→ **REQUIRED ACTION**
Search the material for the word "before" and copy each line that holds it.

→ **INPUT DATA**
--------------------------------

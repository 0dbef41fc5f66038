//! Data models
//!
//! Records stored by the admin backend, the inputs that create and
//! update them, and the list parameters shared by every collection.

mod app_module;
mod audit_log;
mod dashboard;
mod note;
mod pagination;
mod post;
mod test_series;
mod user;
mod video;

use serde::{Deserialize, Deserializer};

pub use app_module::{AppModule, CreateModuleInput, ModuleFilter, UpdateModuleInput, MODULE_SORT_COLUMNS};
pub use audit_log::{AuditAction, AuditFilter, AuditLog, NewAuditLog, AUDIT_SORT_COLUMNS};
pub use dashboard::{DashboardStats, EntityCounts, RuntimeMetrics, RECENT_ACTIVITY_LIMIT};
pub use note::{CreateNoteInput, NoteFilter, StudyNote, UpdateNoteInput, NOTE_SORT_COLUMNS};
pub use pagination::{total_pages, ListParams, PageQuery, PagedResult, SortColumns, SortOrder};
pub use post::{CreatePostInput, Post, PostFilter, PostStatus, UpdatePostInput, POST_SORT_COLUMNS};
pub use test_series::{
    CreateTestSeriesInput, Question, QuestionInput, QuestionView, TestSeries, TestSeriesDetail,
    TestSeriesSummary, TEST_SERIES_SORT_COLUMNS,
};
pub use user::{CreateUserInput, UpdateUserInput, User, UserFilter, UserRole, UserStatus, USER_SORT_COLUMNS};
pub use video::{
    parse_youtube_id, watch_url, CreateVideoInput, UpdateVideoInput, Video, VideoFilter,
    VIDEO_SORT_COLUMNS,
};

/// Deserialize a field that distinguishes "absent" (`None`) from
/// explicit `null` (`Some(None)`). Use together with `#[serde(default)]`.
pub fn double_option<'de, T, D>(deserializer: D) -> Result<Option<Option<T>>, D::Error>
where
    T: Deserialize<'de>,
    D: Deserializer<'de>,
{
    Option::<T>::deserialize(deserializer).map(Some)
}
//! Practice test service
//!
//! Test series are persisted; running sessions live in memory only and are
//! lost on restart. Closed sessions stay readable for a retention window and
//! are pruned when new sessions start.

use chrono::{Duration, Utc};
use serde_json::json;
use std::collections::HashMap;
use std::sync::Arc;
use tokio::sync::RwLock;
use uuid::Uuid;

use super::audit::ChangeRecorder;
use super::error::{ServiceError, ServiceResult};
use super::validation::{optional, order_clause, required};
use crate::db::repositories::TestSeriesRepository;
use crate::models::{
    AuditAction, CreateTestSeriesInput, ListParams, NewAuditLog, PagedResult, Question,
    QuestionInput, TestSeries, TestSeriesSummary, TEST_SERIES_SORT_COLUMNS,
};
use crate::practice::{Navigation, Outcome, PracticeError, PracticeSession, SessionView};

const ENTITY: &str = "test_series";

/// How long a submitted or expired session remains readable
pub const SESSION_RETENTION_HOURS: i64 = 24;

pub struct PracticeService {
    repo: Arc<dyn TestSeriesRepository>,
    recorder: ChangeRecorder,
    sessions: RwLock<HashMap<Uuid, PracticeSession>>,
    retention: Duration,
}

impl PracticeService {
    pub fn new(repo: Arc<dyn TestSeriesRepository>, recorder: ChangeRecorder) -> Self {
        Self::with_retention(repo, recorder, Duration::hours(SESSION_RETENTION_HOURS))
    }

    pub fn with_retention(
        repo: Arc<dyn TestSeriesRepository>,
        recorder: ChangeRecorder,
        retention: Duration,
    ) -> Self {
        Self {
            repo,
            recorder,
            sessions: RwLock::new(HashMap::new()),
            retention,
        }
    }

    pub async fn create_series(&self, input: CreateTestSeriesInput, actor: &str) -> ServiceResult<TestSeries> {
        let title = required("Title", &input.title)?;
        if input.duration_minutes == 0 {
            return Err(ServiceError::validation("Duration must be at least one minute"));
        }
        if input.marks_per_question.is_nan() || input.marks_per_question <= 0.0 {
            return Err(ServiceError::validation("Marks per question must be positive"));
        }
        if input.negative_marks.is_nan() || input.negative_marks < 0.0 {
            return Err(ServiceError::validation("Negative marks cannot be below zero"));
        }
        if input.questions.is_empty() {
            return Err(ServiceError::validation("A test needs at least one question"));
        }

        let questions = input
            .questions
            .into_iter()
            .enumerate()
            .map(|(i, q)| question(i, q))
            .collect::<ServiceResult<Vec<_>>>()?;

        let series = TestSeries {
            id: 0,
            title,
            description: optional(input.description),
            duration_minutes: input.duration_minutes,
            marks_per_question: input.marks_per_question,
            negative_marks: input.negative_marks,
            questions,
            created_at: Utc::now(),
        };

        let created = self.repo.create(&series).await?;
        tracing::info!(series_id = created.id, questions = created.questions.len(), "Test series created");

        self.recorder
            .record(
                NewAuditLog::new(actor, AuditAction::Create, ENTITY, Some(created.id))
                    .with_details(json!({ "questions": created.questions.len() })),
            )
            .await;
        Ok(created)
    }

    pub async fn get_series(&self, id: i64) -> ServiceResult<TestSeries> {
        self.repo
            .get_by_id(id)
            .await?
            .ok_or_else(|| ServiceError::not_found("Test series", id))
    }

    pub async fn list_series(&self, params: &ListParams) -> ServiceResult<PagedResult<TestSeriesSummary>> {
        let order_by = order_clause(params, &TEST_SERIES_SORT_COLUMNS)?;
        let total = self.repo.count().await?;
        let items = self
            .repo
            .list(&order_by, params.offset(), params.limit as i64)
            .await?;
        Ok(PagedResult::new(items, total, params).map(|s| TestSeriesSummary::from(&s)))
    }

    /// Running sessions keep their own copy of the series and are unaffected
    pub async fn delete_series(&self, id: i64, actor: &str) -> ServiceResult<()> {
        if !self.repo.delete(id).await? {
            return Err(ServiceError::not_found("Test series", id));
        }
        self.recorder
            .record(NewAuditLog::new(actor, AuditAction::Delete, ENTITY, Some(id)))
            .await;
        Ok(())
    }

    pub async fn start_session(&self, series_id: i64) -> ServiceResult<SessionView> {
        let series = self.get_series(series_id).await?;
        let now = Utc::now();
        let session = PracticeSession::start(series, now);
        let view = session.view(now);

        tracing::debug!(session_id = %session.id(), series_id, "Practice session started");
        let mut sessions = self.sessions.write().await;
        self.prune(&mut sessions, now);
        sessions.insert(session.id(), session);
        Ok(view)
    }

    pub async fn get_session(&self, id: Uuid) -> ServiceResult<SessionView> {
        let sessions = self.sessions.read().await;
        let session = sessions
            .get(&id)
            .ok_or_else(|| ServiceError::not_found("Session", id))?;
        Ok(session.view(Utc::now()))
    }

    pub async fn answer(&self, id: Uuid, question: usize, option: usize) -> ServiceResult<SessionView> {
        self.mutate(id, |s, now| s.answer(question, option, now)).await
    }

    pub async fn clear(&self, id: Uuid, question: usize) -> ServiceResult<SessionView> {
        self.mutate(id, |s, now| s.clear_answer(question, now)).await
    }

    pub async fn review(&self, id: Uuid, question: usize) -> ServiceResult<SessionView> {
        self.mutate(id, |s, now| s.toggle_review(question, now)).await
    }

    pub async fn navigate(&self, id: Uuid, navigation: Navigation) -> ServiceResult<SessionView> {
        self.mutate(id, |s, now| s.navigate(navigation, now)).await
    }

    pub async fn submit(&self, id: Uuid) -> ServiceResult<SessionView> {
        self.mutate(id, |s, now| {
            if s.is_submitted() {
                return Ok(Outcome::Applied);
            }
            let session_id = s.id();
            let report = s.submit(now);
            tracing::info!(
                session_id = %session_id,
                score = report.score,
                max_score = report.max_score,
                "Practice session submitted"
            );
            Ok(Outcome::Applied)
        })
        .await
    }

    /// Drop sessions that closed more than the retention window before `now`
    fn prune(&self, sessions: &mut HashMap<Uuid, PracticeSession>, now: chrono::DateTime<Utc>) {
        let before = sessions.len();
        sessions.retain(|_, s| s.closed_at() + self.retention > now);
        let pruned = before - sessions.len();
        if pruned > 0 {
            tracing::debug!(pruned, "Pruned closed practice sessions");
        }
    }

    async fn mutate<F>(&self, id: Uuid, op: F) -> ServiceResult<SessionView>
    where
        F: FnOnce(&mut PracticeSession, chrono::DateTime<Utc>) -> Result<Outcome, PracticeError>,
    {
        let mut sessions = self.sessions.write().await;
        let session = sessions
            .get_mut(&id)
            .ok_or_else(|| ServiceError::not_found("Session", id))?;
        let now = Utc::now();
        if op(session, now)? == Outcome::AutoSubmitted {
            tracing::info!(session_id = %id, "Practice session auto-submitted on expiry");
        }
        Ok(session.view(now))
    }
}

fn question(index: usize, input: QuestionInput) -> ServiceResult<Question> {
    let number = index + 1;
    let prompt = required(&format!("Question {} prompt", number), &input.prompt)?;
    let options: Vec<String> = input.options.iter().map(|o| o.trim().to_string()).collect();
    if options.len() < 2 {
        return Err(ServiceError::validation(format!(
            "Question {} needs at least two options",
            number
        )));
    }
    if options.iter().any(|o| o.is_empty()) {
        return Err(ServiceError::validation(format!(
            "Question {} has an empty option",
            number
        )));
    }
    if input.correct_option >= options.len() {
        return Err(ServiceError::validation(format!(
            "Question {}: correct option {} is out of range",
            number, input.correct_option
        )));
    }
    Ok(Question {
        id: number as u32,
        prompt,
        options,
        correct_option: input.correct_option,
    })
}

--------------------------------

→ **TASK RESULT**
    /// Drop sessions that closed more than the retention window before `now`
        let before = sessions.len();
        let pruned = before - sessions.len();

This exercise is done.